Warren Buffett Says Integrity Is the Most Important Trait to Hire For. Ask These 12 Questions to Find It
It’s what holds all three together or everything crumbles.
PHOTO CREDIT: Getty Images
So whenever he imparts his wisdom, you want to tune in. As it relates to hiring the right people for your company, he said:
Somebody once said that in looking for people to hire, you look for three qualities: integrity, intelligence, and energy. And if you don't have the first, the other two will kill you. You think about it; it's true. If you hire somebody without [integrity], you really want them to be dumb and lazy.
Why integrity is so important in your hiring decisions.
First of all, we're not negating the other two traits as deemed of lesser importance. You absolutely need intelligence in a knowledge economy. And energy is the fuel that propels passion and motivation.
But a lack of integrity? Like Buffett asserts, it's a clear non-negotiable. When you hire someone with integrity, it's the central pillar that holds all three together or the structure collapses.
Integrity is what makes it hard to question a person's decisions. His or her actions are open for everyone to see and you can rest assured that he or she will use good judgment.
In tight, collaborative spaces, colleagues of such hires will quickly see them as dependable and accountable for their actions, which is a laser path to developing team trust.
Hiring people with integrity also addresses the leadership void. A person who walks-the-walk of integrity eventually becomes a role model who commands respect and exercises great influence. These are the type of leaders people desire and whom you want to promote to management roles.
12 questions to ask when interviewing and hiring for integrity.
Practically speaking, assessing integrity is really about asking the right questions that will get to the core of a person's character (in addition to standard tests/assessments, "job auditions," and role-play exercises). But first, whomever is on the interviewer's seat must be skilled in the science of behavioral interviewing. Here are twelve questions I have used in the past:
1. Tell me about a time when you experienced a loss for doing what is right. How did you
2. Tell about a specific time when you had to handle a tough problem which challenged fairness or ethnical issues.
3. Tell about a specific time when you had to handle a tough problem which challenged fairness or ethnical issues.
4. When was the last time you "broke the rules"? What was the situation and what did you do?
5. What would you do if you suspected that an employee was stealing?
6. Describe a situation where you saw an employee or coworker do something you thought was inappropriate. What did you do?
7. Think of a situation where you distrusted a co-worker/supervisor, resulting in tension between you. What steps did you take to improve the relationship.
8. When working with people, in general, describe your preferred relationship with them. (this question is used to assess honesty and the capacity for open communication.)

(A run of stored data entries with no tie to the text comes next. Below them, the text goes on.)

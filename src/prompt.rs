use std::path::Path;

const SHELL_PREFIX: &str = "> myshell";
const SHELL_SEPARATOR: &str = "$";

const YELLOW: &str = "\x1b[1;33m";
const GREEN: &str = "\x1b[1;32m";
const RESET: &str = "\x1b[0m";

/// Printed once when the shell starts.
pub const BANNER: &str = "Welcome to myshell. Type 'help' for the manual.\n";

/// Interactive prompt showing the working directory.
pub fn render(cwd: &Path) -> String {
    format!(
        "{YELLOW}{SHELL_PREFIX}{RESET}:~{GREEN}{}{RESET}{SHELL_SEPARATOR}  ",
        cwd.display()
    )
}
use crate::command::{ExecutableCommand, Status, Stdin, Stdout};
use crate::env::{Environment, PARENT_VAR};
use crate::error::ShellError;
use std::ffi::OsStr;
use std::io::{self, Write};
use std::path::{Path, PathBuf};
use std::process::{ExitStatus, Stdio};

/// Command that is not a builtin.
pub struct ExternalCommand {
    name: String,
    args: Vec<String>,
}

impl ExternalCommand {
    pub fn new(name: impl Into<String>, args: Vec<String>) -> Self {
        Self {
            name: name.into(),
            args,
        }
    }

    /// Build from an argument vector whose first word names the program.
    pub fn from_argv(argv: &[&str]) -> Option<Self> {
        let (name, args) = argv.split_first()?;
        Some(Self::new(*name, args.iter().map(|a| a.to_string()).collect()))
    }
}

impl ExecutableCommand for ExternalCommand {
    fn execute(
        self: Box<Self>,
        stdin: &mut dyn Stdin,
        stdout: &mut dyn Stdout,
        env: &mut Environment,
    ) -> Result<Status, ShellError> {
        let search_paths = env.get_var("PATH").unwrap_or_default();
        let program = find_command_path(
            OsStr::new(&search_paths),
            &env.current_dir,
            Path::new(&self.name),
        )
        .ok_or_else(|| ShellError::ProgramNotFound(self.name.clone()))?;
        if !is_executable(&program) {
            return Err(ShellError::NotExecutable(self.name));
        }

        let mut cmd = std::process::Command::new(&program);
        cmd.args(&self.args)
            .stdin(stdin.stdio()?)
            .envs(env.vars.iter().map(|(k, v)| (k.as_str(), v.as_str())))
            .current_dir(&env.current_dir);
        if let Some(shell) = &env.shell_path {
            cmd.env(PARENT_VAR, shell);
        }
        #[cfg(unix)]
        {
            use std::os::unix::process::CommandExt;
            cmd.arg0(&self.name);
        }
        match stdout.stdio() {
            Some(handle) => cmd.stdout(handle),
            None => cmd.stdout(Stdio::piped()),
        };

        // Anything the shell wrote earlier has to land before the child's output.
        stdout.flush()?;
        log::debug!("spawning {} with {:?}", program.display(), self.args);
        let mut child = cmd.spawn().map_err(|source| ShellError::Spawn {
            name: self.name.clone(),
            source,
        })?;

        let copied = match child.stdout.take() {
            Some(mut pipe) => io::copy(&mut pipe, stdout).map(|_| ()),
            None => Ok(()),
        };
        // Reap the child even if copying its output failed.
        let exit_status = child.wait()?;
        copied?;

        let status = status_of(exit_status);
        log::debug!("{} finished: {status:?}", self.name);
        Ok(status)
    }
}

#[cfg(unix)]
fn status_of(exit_status: ExitStatus) -> Status {
    use std::os::unix::process::ExitStatusExt;
    match (exit_status.code(), exit_status.signal()) {
        (Some(code), _) => Status::Exited(code),
        (None, Some(signal)) => Status::Signaled(signal),
        (None, None) => Status::Exited(-1),
    }
}

#[cfg(not(unix))]
fn status_of(exit_status: ExitStatus) -> Status {
    Status::Exited(exit_status.code().unwrap_or(-1))
}

#[cfg(unix)]
fn is_executable(path: &Path) -> bool {
    use std::os::unix::fs::PermissionsExt;
    path.metadata()
        .map(|m| m.is_file() && m.permissions().mode() & 0o111 != 0)
        .unwrap_or(false)
}

#[cfg(not(unix))]
fn is_executable(path: &Path) -> bool {
    path.is_file()
}

/// Resolve a command path the way `execvp` would.
///
/// Behavior:
/// - Empty path: returns `None`.
/// - Path with a separator (absolute, `bin/sh`, `./foo`): resolved against `cwd`
///   and returned if it is a file.
/// - Single component: each directory in `search_paths` (PATH) is tried in order,
///   relative entries against `cwd`. The first executable match wins; if no match
///   is executable the first existing file is returned so the caller can report it.
pub fn find_command_path(search_paths: &OsStr, cwd: &Path, path: &Path) -> Option<PathBuf> {
    let mut components = path.components();
    match (components.next(), components.next()) {
        (None, _) => None,
        (Some(_), None) if !path.is_absolute() => find_in_path(search_paths, cwd, path.as_os_str()),
        _ => Some(cwd.join(path)).filter(|p| p.is_file()),
    }
}

fn find_in_path(search_paths: &OsStr, cwd: &Path, cmd: &OsStr) -> Option<PathBuf> {
    let candidates: Vec<PathBuf> = std::env::split_paths(search_paths)
        .map(|dir| cwd.join(dir).join(cmd))
        .filter(|p| p.is_file())
        .collect();
    candidates
        .iter()
        .find(|p| is_executable(p))
        .or_else(|| candidates.first())
        .cloned()
}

9. What values do you appreciate the most in a team environment? [you're looking for things like honesty, fairness, openness, transparency, and inclusiveness in your answers.)
10. If we ever got into a bind with a client, would you be willing to tell a little white lie to help us out?
11. What would your current/past manager say makes you most valuable to them? (Besides intelligence, energy or technical and hard skills, listen for clues that point to integrity.)
12. What are the characteristics exhibited by the best boss you have ever had, or wished that you have had? (A person of integrity will mirror those they follow or look up to, so listen for clues.]
Remember: No integrity = no trust. Your hiring team must ensure that, no matter how talented, experienced, and smart job candidates are, they will protect your company, your employees, and your customers by hiring people every person can trust.
Integrity, intelligence, and energy = a great hire.
Putting all the pieces together, you have a great package deal. And while integrity may weigh heavier, the bar must be set equally high for each of the three traits. Writing for CBS Money Watch, author Tom Searcy explains it like this:
- Hire someone with high energy, high intelligence, but low integrity and you'll get a smart, fast-moving thief.
- Hire someone with high intelligence, high integrity, but low energy and you'll get a shopkeeper, not an engine of growth.
- Hire someone with high energy, high integrity, but low intelligence and you'll get a strong functionary, but not a great problem solver or visionary.